June 11, 2001

Before I get into my stormy little anecdote, let me thank all the Schlockers out there who let me know that my video card was at fault in the case of "Black and Why Me". I've got a new video card, and this weekend I cranked out 10 strips (including two 3-row Sundays) instead of playing Black and White because the computer I've got does not have an AGP port. I've loaned the game to my brother Randy (you know, the Randym Thoughts guy), and given up on gaming for the time being (well, Randy and I and our brother Bill DID play some Rush 2049 in Battle Mode on Saturday, but I think a lot of the hard-core gamers out there will scowl and tell me that N64 games don't count).

So I hear that coastal Texas got a little wet over the weekend. My heart goes out to all of you who are currently suffering through flooding, rain, power outages, and the associated chaos accompanying tropical storms, depressions, and hurricanes. I'd throw you a sandbag, but I'm in Utah. Hang in there, folks.

I know what you're going through. I grew up in Florida, in a little hamlet (read that "tourist trap/snowbird graveyard") called Sarasota. The year was 1983 (I think), and I was 'working' on the camp staff at the local Boy Scout Camp, "Flying Eagle." I think the last time an actual eagle worthy of naming something after was seen anywhere near that campground was just prior to the most recent Ice Age, but I could be wrong. Anyway, the staff slept in this cabin that had a 360-degree screen window, and six-foot (that's 182 centimeters to you non-imperial types) eaves to keep the rain from blowing in.

Our beds were aligned perpendicular to the outside wall, right under said supposedly rain-free window.

So, it's 1984, or maybe 1982--I forget--and a tropical depression is boiling around in the Gulf of Mexico. Conditions changed abruptly, and in the space of about 2 hours between oh-dark-thirty and way-too-dang-early in the morning it ramped up to hurricane-strength, charged ashore, and blew itself out. The National Weather Service never even got a chance to name it, so we all called it the "no-name storm."

Gale-force winds drive rain horizontally. I don't care how long the eaves are, or whether you measure them in feet, meters, or furlongs--the rain is coming in under them. Oh, and the lights are not going to come on because there's no way on earth the power lines coming in to a rural scout camp are staying up in this kind of weather. So there we were, in the dark, with a fine, cold mist erupting through the screen, slowly drenching us in our sleep.

Boy Scout camp staffers who've been worked all day by a former drill sergeant digging trenches, erecting towers, and practicing lock-step marching (I kid you not) can sleep through just about anything. So the first I knew I was wet was when I heard a crash, and one of the boys on the other side of the room screamed "The roof fell in on me!"
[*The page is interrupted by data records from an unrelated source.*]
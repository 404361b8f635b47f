//! Integration tests for the Slack post flow through the functions server.
//!
//! Each test counts the Slack calls the flow makes, since the number of
//! lookups, joins and retries is the behaviour under test.

use serde_json::json;
use wiremock::matchers::{body_partial_json, method, path};
use wiremock::{Mock, MockServer, ResponseTemplate};

use scrum_master_integration_tests::{FunctionsServer, slack_config};

async fn post(server: &FunctionsServer, body: serde_json::Value) -> (u16, serde_json::Value) {
    let response = reqwest::Client::new()
        .post(server.url("/functions/slack-post-message"))
        .json(&body)
        .send()
        .await
        .expect("request");
    let status = response.status().as_u16();
    (status, response.json().await.expect("json body"))
}

fn channel_list() -> ResponseTemplate {
    ResponseTemplate::new(200).set_body_json(json!({
        "ok": true,
        "channels": [
            {"id": "C0RANDOM01", "name": "random"},
            {"id": "C0GENERAL1", "name": "general"},
            {"id": "C0GENERAL2", "name": "general"}
        ]
    }))
}

fn posted(channel: &str, ts: &str) -> ResponseTemplate {
    ResponseTemplate::new(200).set_body_json(json!({"ok": true, "channel": channel, "ts": ts}))
}

fn slack_error(code: &str) -> ResponseTemplate {
    ResponseTemplate::new(200).set_body_json(json!({"ok": false, "error": code}))
}

// =============================================================================
// Join and retry
// =============================================================================

#[tokio::test]
async fn test_not_in_channel_joins_once_and_retries_once() {
    let slack = MockServer::start().await;
    Mock::given(method("GET"))
        .and(path("/conversations.list"))
        .respond_with(channel_list())
        .expect(1)
        .mount(&slack)
        .await;
    Mock::given(method("POST"))
        .and(path("/chat.postMessage"))
        .respond_with(slack_error("not_in_channel"))
        .up_to_n_times(1)
        .expect(1)
        .mount(&slack)
        .await;
    Mock::given(method("POST"))
        .and(path("/conversations.join"))
        .and(body_partial_json(json!({"channel": "C0GENERAL1"})))
        .respond_with(ResponseTemplate::new(200).set_body_json(json!({"ok": true})))
        .expect(1)
        .mount(&slack)
        .await;
    Mock::given(method("POST"))
        .and(path("/chat.postMessage"))
        .and(body_partial_json(json!({"channel": "C0GENERAL1", "text": "hi"})))
        .respond_with(posted("C0GENERAL1", "1712345678.000200"))
        .expect(1)
        .mount(&slack)
        .await;

    let server = FunctionsServer::start(slack_config(&slack.uri())).await;
    let (status, body) = post(&server, json!({"channel": "general", "text": "hi"})).await;

    assert_eq!(status, 200);
    assert_eq!(body["ok"], true);
    assert_eq!(body["ts"], "1712345678.000200");
    assert_eq!(body["joined"], true);
}

#[tokio::test]
async fn test_failed_retry_is_reported_with_slack_code() {
    let slack = MockServer::start().await;
    Mock::given(method("POST"))
        .and(path("/chat.postMessage"))
        .respond_with(slack_error("not_in_channel"))
        .expect(2)
        .mount(&slack)
        .await;
    Mock::given(method("POST"))
        .and(path("/conversations.join"))
        .respond_with(slack_error("method_not_supported_for_channel_type"))
        .expect(1)
        .mount(&slack)
        .await;

    let server = FunctionsServer::start(slack_config(&slack.uri())).await;
    let (status, body) = post(&server, json!({"channel": "D0DIRECT01", "text": "hi"})).await;

    assert_eq!(status, 400);
    assert_eq!(
        body,
        json!({"error": "Slack API error", "details": "not_in_channel"})
    );
}

#[tokio::test]
async fn test_other_errors_do_not_join() {
    let slack = MockServer::start().await;
    Mock::given(method("POST"))
        .and(path("/chat.postMessage"))
        .respond_with(slack_error("ratelimited"))
        .expect(1)
        .mount(&slack)
        .await;
    Mock::given(method("POST"))
        .and(path("/conversations.join"))
        .respond_with(ResponseTemplate::new(200).set_body_json(json!({"ok": true})))
        .expect(0)
        .mount(&slack)
        .await;

    let server = FunctionsServer::start(slack_config(&slack.uri())).await;
    let (status, body) = post(&server, json!({"channel": "C0GENERAL1", "text": "hi"})).await;

    assert_eq!(status, 400);
    assert_eq!(body["details"], "ratelimited");
}

// =============================================================================
// Channel resolution
// =============================================================================

#[tokio::test]
async fn test_channel_id_skips_lookup() {
    let slack = MockServer::start().await;
    Mock::given(method("GET"))
        .and(path("/conversations.list"))
        .respond_with(channel_list())
        .expect(0)
        .mount(&slack)
        .await;
    Mock::given(method("POST"))
        .and(path("/chat.postMessage"))
        .and(body_partial_json(json!({"channel": "G0PRIVATE1"})))
        .respond_with(posted("G0PRIVATE1", "1.0"))
        .expect(1)
        .mount(&slack)
        .await;

    let server = FunctionsServer::start(slack_config(&slack.uri())).await;
    let (status, body) = post(&server, json!({"channel": "G0PRIVATE1", "text": "hi"})).await;

    assert_eq!(status, 200);
    assert_eq!(body["joined"], false);
    assert!(body.get("resolved_from").is_none());
}

#[tokio::test]
async fn test_hash_prefixed_name_resolves_to_first_match() {
    let slack = MockServer::start().await;
    Mock::given(method("GET"))
        .and(path("/conversations.list"))
        .respond_with(channel_list())
        .expect(1)
        .mount(&slack)
        .await;
    Mock::given(method("POST"))
        .and(path("/chat.postMessage"))
        .and(body_partial_json(json!({"channel": "C0GENERAL1"})))
        .respond_with(posted("C0GENERAL1", "2.0"))
        .expect(1)
        .mount(&slack)
        .await;

    let server = FunctionsServer::start(slack_config(&slack.uri())).await;
    let (status, body) = post(&server, json!({"channel": "#general", "text": "hi"})).await;

    assert_eq!(status, 200);
    assert_eq!(body["channel"], "C0GENERAL1");
    assert_eq!(body["resolved_from"], "general");
}

#[tokio::test]
async fn test_unknown_name_is_posted_as_given() {
    let slack = MockServer::start().await;
    Mock::given(method("GET"))
        .and(path("/conversations.list"))
        .respond_with(channel_list())
        .expect(1)
        .mount(&slack)
        .await;
    Mock::given(method("POST"))
        .and(path("/chat.postMessage"))
        .and(body_partial_json(json!({"channel": "standups"})))
        .respond_with(slack_error("channel_not_found"))
        .expect(1)
        .mount(&slack)
        .await;

    let server = FunctionsServer::start(slack_config(&slack.uri())).await;
    let (status, body) = post(&server, json!({"channel": "standups", "text": "hi"})).await;

    assert_eq!(status, 400);
    assert_eq!(body["details"], "channel_not_found");
}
Flashlights stabbed through the mist as several good-turn-doing scouts leaped from their beds to the aid of their fallen comrade. They found the roof completely intact. It turned out that a very cheesy painting-on-plywood that was coincidentally EXACTLY the same size as a 4x8 sheet of plywood had been blown from its perch on the central lodge fireplace, and landed squarely atop this boy in his bed.

His head was protected by the head of his bed, and his feet were protected by the steel-toe boots that he wore inside his sleeping bag. One of them had caved clear through the ancient plywood painting.

There isn't a moral to this story, or if there is, I haven't thought of it. I miss the regular thunderstorms of my childhood home, but I'm happy to have a warm, dry place to sleep. You folks in Texas stay safe. In a couple of days everything will start to smell like mildew, and I just hope you can stand it because I've been there, and I'm not coming back.